Mor Gabriel Monastery, Mardin, Turkey - Founded in 359 AD

    The Syrian Church laid great emphasis on Monasticism. Since early Christianity, she founded hundreds of Monasteries in which thousands of men and women exercised righteousness, virginity, abstinence, virtuousness, silence, voluntary poverty, fasting and prayers. They excelled in all branches of learning including Arts and Sciences. They engaged in good works, leadership and eduction. The best sign of eminence of Monasticism in the Syrian church is its wide spreading throughout the Syrian land. In the 5th century, there were 300 monasteries in the mountain of Urhoy (Edessa) alone, housing 90,000 monks. In St. Mathew's monastery east of Mosul, there were 12,000 monks. In the next century, the number of monks in Mar Basos Monastery near Homs, Syria reached 6,300. One hundred and thirty five heads of monasteries from southern Syria signed the document of faith. It is well established that the number of Syrian monks and nuns in their golden age reached 600,000. Among the most famous Syrian monks and hermits were: St. Mathew the hermit, Mar Yacub of Nisibin, Mar Barsoum and St. Simon the Stylite.
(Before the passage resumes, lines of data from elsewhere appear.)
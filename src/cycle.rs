use crate::config::AppConfig;
use crate::error::{EngineError, EngineResult};
use crate::fetcher::{RateLimitedFetcher, SentimentService};
use crate::indicators::compute_indicator_set;
use crate::models::{BarRequest, BarSize, CycleOutcome, Prediction};
use crate::prediction::{build_prediction, log_prediction, predict, Scorer, SentimentScorer};
use crate::providers::{MarketDataProvider, NewsProvider};
use crate::retry::CancelSignal;
use crate::store::Store;
use chrono::{DateTime, Utc};
use log::{error, info, warn};
use std::sync::atomic::{AtomicBool, Ordering};
use std::sync::Arc;

/// One pass over every configured instrument: fetch, enrich, score, persist.
/// An external timer decides when to call `run_decision_cycle`.
pub struct DecisionCycle<P, N, T, S, M> {
    config: Arc<AppConfig>,
    fetcher: RateLimitedFetcher<P, S>,
    sentiment: Option<SentimentService<N, T, S>>,
    scorer: Result<M, String>,
    store: Arc<S>,
    model_reported: AtomicBool,
}

impl<P, N, T, S, M> DecisionCycle<P, N, T, S, M>
where
    P: MarketDataProvider,
    N: NewsProvider,
    T: SentimentScorer,
    S: Store,
    M: Scorer,
{
    pub fn new(
        config: Arc<AppConfig>,
        fetcher: RateLimitedFetcher<P, S>,
        sentiment: Option<SentimentService<N, T, S>>,
        scorer: Result<M, String>,
        store: Arc<S>,
    ) -> Self {
        Self {
            config,
            fetcher,
            sentiment,
            scorer,
            store,
            model_reported: AtomicBool::new(false),
        }
    }

    /// Processes instruments one after another. Per-instrument failures are
    /// returned as error entries; store, configuration and cancellation
    /// errors end the cycle.
    pub async fn run_decision_cycle(
        &self,
        cancel: Option<&CancelSignal>,
    ) -> EngineResult<Vec<CycleOutcome>> {
        let now = Utc::now();
        if let Err(reason) = &self.scorer {
            if !self.model_reported.swap(true, Ordering::SeqCst) {
                error!("Scoring model unavailable, predictions disabled: {}", reason);
            }
        }

        let mut outcomes = Vec::with_capacity(self.config.symbols.len());
        for symbol in &self.config.symbols {
            if cancel.is_some_and(CancelSignal::is_cancelled) {
                warn!("Decision cycle cancelled before {}", symbol);
                return Err(EngineError::Cancelled);
            }

            match self.process_instrument(symbol, now, cancel).await {
                Ok(prediction) => outcomes.push(CycleOutcome {
                    symbol: symbol.clone(),
                    prediction: Some(prediction),
                    error: None,
                }),
                Err(err) if err.is_fatal() => {
                    error!("Decision cycle aborted at {}: {}", symbol, err);
                    return Err(err);
                }
                Err(err) => {
                    if !matches!(err, EngineError::ModelUnavailable(_)) {
                        error!("Error processing {}: {}", symbol, err);
                    }
                    outcomes.push(CycleOutcome {
                        symbol: symbol.clone(),
                        prediction: None,
                        error: Some(err.to_string()),
                    });
                }
            }
        }

        let completed = outcomes.iter().filter(|o| o.prediction.is_some()).count();
        info!(
            "Decision cycle finished: {}/{} instruments produced a recommendation",
            completed,
            outcomes.len()
        );
        Ok(outcomes)
    }

    async fn process_instrument(
        &self,
        symbol: &str,
        now: DateTime<Utc>,
        cancel: Option<&CancelSignal>,
    ) -> EngineResult<Prediction> {
        let scorer = self
            .scorer
            .as_ref()
            .map_err(|reason| EngineError::ModelUnavailable(reason.clone()))?;

        let request =
            BarRequest::trailing(symbol, self.config.live_lookback_days, BarSize::Minute, now)?;
        let bars = self.fetcher.fetch_bars(&request, cancel).await?;
        let enriched = compute_indicator_set(&bars)?;
        let latest = enriched
            .last()
            .ok_or_else(|| EngineError::NoDataAvailable(symbol.to_string()))?;

        let sentiment = match &self.sentiment {
            Some(service) => {
                service
                    .sentiment_for(symbol, self.config.news_query(symbol), now.date_naive(), cancel)
                    .await?
            }
            None => 0.0,
        };

        let signal = predict(&enriched, sentiment, scorer)?;
        let prediction =
            build_prediction(symbol, latest, signal, sentiment, &self.config.trading, now);
        self.store.save_prediction(&prediction).await?;
        log_prediction(&prediction);
        Ok(prediction)
    }
}
#[cfg(test)]
mod tests {
    use super::*;
    use chrono::{Duration, TimeZone, Utc};

    fn wave(n: usize) -> Vec<f64> {
        (0..n)
            .map(|i| 100.0 + 5.0 * (i as f64 * 0.37).sin() + 2.0 * (i as f64 * 1.3).cos())
            .collect()
    }

    fn bars_from_closes(closes: &[f64]) -> Vec<Bar> {
        let start = Utc.with_ymd_and_hms(2024, 1, 2, 0, 0, 0).unwrap();
        closes
            .iter()
            .enumerate()
            .map(|(i, &close)| Bar {
                timestamp: start + Duration::days(i as i64),
                open: close - 0.5,
                high: close + 1.0,
                low: close - 1.0,
                close,
                volume: 1_000.0 + i as f64,
            })
            .collect()
    }

    #[test]
    fn rsi_stays_within_bounds() {
        let prices = wave(300);
        let rsi = calculate_rsi(&prices, RSI_PERIOD).unwrap();
        assert_eq!(rsi.len(), prices.len());
        assert!(rsi[..RSI_PERIOD].iter().all(|&v| v == 0.0));
        assert!(rsi.iter().all(|&v| (0.0..=100.0).contains(&v)));
        assert!(rsi[RSI_PERIOD..].iter().any(|&v| v > 0.0 && v < 100.0));
    }

    #[test]
    fn rsi_saturates_without_losses() {
        let prices: Vec<f64> = (0..40).map(|i| 50.0 + i as f64).collect();
        let rsi = calculate_rsi(&prices, RSI_PERIOD).unwrap();
        assert!(rsi[RSI_PERIOD..].iter().all(|&v| v == 100.0));

        let flat = vec![42.0; 30];
        let rsi = calculate_rsi(&flat, RSI_PERIOD).unwrap();
        assert!(rsi[RSI_PERIOD..].iter().all(|&v| v == 100.0));
    }

    #[test]
    fn rsi_matches_hand_computed_seed() {
        let mut prices = vec![100.0];
        for i in 0..20 {
            let last = *prices.last().unwrap();
            prices.push(if i % 2 == 0 { last + 2.0 } else { last - 1.0 });
        }
        let period = 4;
        let rsi = calculate_rsi(&prices, period).unwrap();
        // First four deltas: +2, -1, +2, -1.
        let avg_gain = 4.0 / 4.0;
        let avg_loss = 2.0 / 4.0;
        let expected_seed = 100.0 - 100.0 / (1.0 + avg_gain / avg_loss);
        assert!((rsi[period] - expected_seed).abs() < 1e-12);
        // Next delta is +2.
        let avg_gain = (avg_gain * 3.0 + 2.0) / 4.0;
        let avg_loss = (avg_loss * 3.0) / 4.0;
        let expected_next = 100.0 - 100.0 / (1.0 + avg_gain / avg_loss);
        assert!((rsi[period + 1] - expected_next).abs() < 1e-12);
    }

    #[test]
    fn rsi_rejects_short_history() {
        let err = calculate_rsi(&[1.0; 14], RSI_PERIOD).unwrap_err();
        assert!(matches!(
            err,
            EngineError::InsufficientHistory {
                required: 15,
                actual: 14
            }
        ));
    }

    #[test]
    fn macd_and_signal_converge_on_constant_series() {
        let prices = vec![73.5; 120];
        let (macd, signal) = calculate_macd(&prices, MACD_FAST, MACD_SLOW, MACD_SIGNAL).unwrap();
        let start = MACD_SLOW + MACD_SIGNAL - 2;
        for i in start..prices.len() {
            assert!(macd[i].abs() < 1e-9);
            assert!((macd[i] - signal[i]).abs() < 1e-9);
        }
    }

    #[test]
    fn macd_signal_is_seeded_with_mean_of_first_signal_window() {
        let prices = wave(80);
        let (macd, signal) = calculate_macd(&prices, MACD_FAST, MACD_SLOW, MACD_SIGNAL).unwrap();
        assert!(macd[..MACD_SLOW - 1].iter().all(|&v| v == 0.0));
        let seed_index = MACD_SLOW + MACD_SIGNAL - 2;
        let expected = macd[MACD_SLOW - 1..=seed_index].iter().sum::<f64>() / MACD_SIGNAL as f64;
        assert!((signal[seed_index] - expected).abs() < 1e-12);
        assert!(signal[..seed_index].iter().all(|&v| v == 0.0));
    }

    #[test]
    fn macd_requires_signal_seed_history() {
        let err = calculate_macd(&wave(33), MACD_FAST, MACD_SLOW, MACD_SIGNAL).unwrap_err();
        assert!(matches!(
            err,
            EngineError::InsufficientHistory {
                required: 34,
                actual: 33
            }
        ));
    }

    #[test]
    fn bollinger_width_is_non_negative() {
        let prices = wave(100);
        let bands = calculate_bollinger_bands(&prices, BOLLINGER_WINDOW, BOLLINGER_STD).unwrap();
        for i in 0..prices.len() {
            assert!(bands.upper[i] - bands.lower[i] >= 0.0);
        }

        let flat = vec![10.0; 25];
        let bands = calculate_bollinger_bands(&flat, BOLLINGER_WINDOW, BOLLINGER_STD).unwrap();
        assert_eq!(bands.upper[24], 10.0);
        assert_eq!(bands.lower[24], 10.0);
        assert_eq!(bands.middle[24], 10.0);
    }

    #[test]
    fn bollinger_uses_population_deviation() {
        let prices = [1.0, 2.0, 3.0, 4.0];
        let bands = calculate_bollinger_bands(&prices, 4, 2.0).unwrap();
        let std = (1.25f64).sqrt();
        assert!((bands.middle[3] - 2.5).abs() < 1e-12);
        assert!((bands.upper[3] - (2.5 + 2.0 * std)).abs() < 1e-12);
        assert!((bands.lower[3] - (2.5 - 2.0 * std)).abs() < 1e-12);
    }

    #[test]
    fn atr_is_non_negative_and_tracks_constant_range() {
        let closes = vec![20.0; 40];
        let highs = vec![21.0; 40];
        let lows = vec![19.0; 40];
        let atr = calculate_atr(&highs, &lows, &closes, ATR_WINDOW).unwrap();
        assert!(atr[..ATR_WINDOW - 1].iter().all(|&v| v == 0.0));
        for value in &atr[ATR_WINDOW - 1..] {
            assert!((value - 2.0).abs() < 1e-12);
        }

        let closes = wave(120);
        let highs: Vec<f64> = closes.iter().map(|c| c + 1.5).collect();
        let lows: Vec<f64> = closes.iter().map(|c| c - 0.7).collect();
        let atr = calculate_atr(&highs, &lows, &closes, ATR_WINDOW).unwrap();
        assert!(atr.iter().all(|&v| v >= 0.0));
    }

    #[test]
    fn fibonacci_levels_use_standard_ratios() {
        let levels = fibonacci_retracement(200.0, 100.0);
        let expected = [176.4, 161.8, 150.0, 138.2, 121.4];
        for (actual, expected) in levels.as_array().iter().zip(expected) {
            assert!((actual - expected).abs() < 1e-9);
        }
    }

    #[test]
    fn cycle_strength_is_zero_below_minimum_points() {
        let closes: Vec<f64> = (0..10).map(|i| 100.0 + i as f64).collect();
        assert_eq!(cycle_strength(&closes), 0.0);
    }

    #[test]
    fn cycle_strength_finds_dominant_frequency() {
        let n = 64;
        let closes: Vec<f64> = (0..n)
            .map(|i| 100.0 + (2.0 * std::f64::consts::PI * 8.0 * i as f64 / n as f64).sin())
            .collect();
        // A unit sinusoid on bin 8 has magnitude n/2; the DC term is excluded.
        assert!((cycle_strength(&closes) - 32.0).abs() < 1e-6);
    }

    #[test]
    fn forward_fill_then_zero_fills_gaps() {
        let mut values = vec![f64::NAN, f64::NAN, 3.0, f64::NAN, 5.0, f64::INFINITY];
        forward_fill_then_zero(&mut values);
        assert_eq!(values, vec![0.0, 0.0, 3.0, 3.0, 5.0, 5.0]);
    }

    #[test]
    fn ewm_starts_at_first_price_and_is_bias_corrected() {
        let ewm = calculate_ewm(&[10.0, 20.0], SMOOTHING_SPAN);
        let alpha = 2.0 / 11.0;
        assert_eq!(ewm[0], 10.0);
        let expected = (20.0 + (1.0 - alpha) * 10.0) / (1.0 + (1.0 - alpha));
        assert!((ewm[1] - expected).abs() < 1e-12);
    }

    #[test]
    fn indicator_set_is_deterministic_and_fully_defined() {
        let bars = bars_from_closes(&wave(250));
        let first = compute_indicator_set(&bars).unwrap();
        let second = compute_indicator_set(&bars).unwrap();
        assert_eq!(first, second);
        assert_eq!(first.len(), bars.len());

        for enriched in &first {
            let set = enriched.indicators;
            for value in [
                set.ma_50,
                set.ma_200,
                set.rsi,
                set.macd,
                set.macd_signal,
                set.upper_band,
                set.middle_band,
                set.lower_band,
                set.atr,
                set.kalman_filter,
                set.fib_0618,
                set.cycle_strength,
            ] {
                assert!(value.is_finite());
            }
        }
        assert_eq!(first[48].indicators.ma_50, 0.0);
        assert!(first[49].indicators.ma_50 > 0.0);
        assert_eq!(first[198].indicators.ma_200, 0.0);
        assert!(first[199].indicators.ma_200 > 0.0);
    }

    #[test]
    fn indicator_set_fib_level_needs_full_lookback() {
        let bars = bars_from_closes(&wave(40));
        let enriched = compute_indicator_set(&bars).unwrap();
        assert!(enriched.iter().all(|e| e.indicators.fib_0618 == 0.0));

        let bars = bars_from_closes(&wave(60));
        let enriched = compute_indicator_set(&bars).unwrap();
        let recent = &bars[10..];
        let high = recent.iter().map(|b| b.high).fold(f64::MIN, f64::max);
        let low = recent.iter().map(|b| b.low).fold(f64::MAX, f64::min);
        let expected = high - (high - low) * 0.618;
        assert!(enriched
            .iter()
            .all(|e| (e.indicators.fib_0618 - expected).abs() < 1e-12));
    }

    #[test]
    fn indicator_set_rejects_short_history() {
        let bars = bars_from_closes(&wave(MIN_INDICATOR_HISTORY - 1));
        assert!(matches!(
            compute_indicator_set(&bars),
            Err(EngineError::InsufficientHistory { .. })
        ));
    }
}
    Misfortunes, however, and painful historical events have inflicted destructions and heavy losses to these monasteries. Some have completely disappeared. Some are deserted and survive only in ruins, and some others survive only in history books. The Syrian Catholics have seized some unlawfully with the help of the French, e.g., the monastery of Mar Behnam in Mousul, Iraq, St. Julian Monastery in Qaryateyn, near-Homs, and the monastery of St. Moses Habashi in Nabik, Syria. The surviving inhabited monasteries of today are: St. Mark's -monastery in Jerusalem, which is beyond any doubt, the greatest monastery in Christendom. It was the house of Mary the mother of John (Yohanna) who was called "Mark", and who is mentioned in the book of Acts of Apostles. In this house, most of the sacraments of Christianity were completed and its most important events took place. The Lord ate the Passover meal with His disciples, and washed their feet. He entrusted them the mystery of His body and blood. In this house He appeared to them after His resurrection. In it, the apostles kept praying, breaking the bread, chose Mathias, received the Holy Spirit and consecrated it a church in the name of Mary the mother of God. In it, the first council in Christendom was convened in the year 51 A.D. These facts are supported by a precious Syriac estrangelo inscription from the 5th and 6th centuries uncovered in 1940 during renovation works. Thus, this Monterey is the very first church in Christendom . Therefore, the Syrian Orthodox Church is proud to possess such a unique Christian historical monument. - Mar Gabriel's Monastery (the Monastery of Qartmeen). This is the principal Monastery in Tur'Abdeen. It was founded in 359 A.D. The Monastery of Zaafaran or St. Hananyo's Monastery - Located 6 km southeast of Mardin, turkey, it is the most famous Monastery in Mesopotamia. It became the seat of the Holy See of Antioch as of the 12th century until the third decade of the 2Oth century.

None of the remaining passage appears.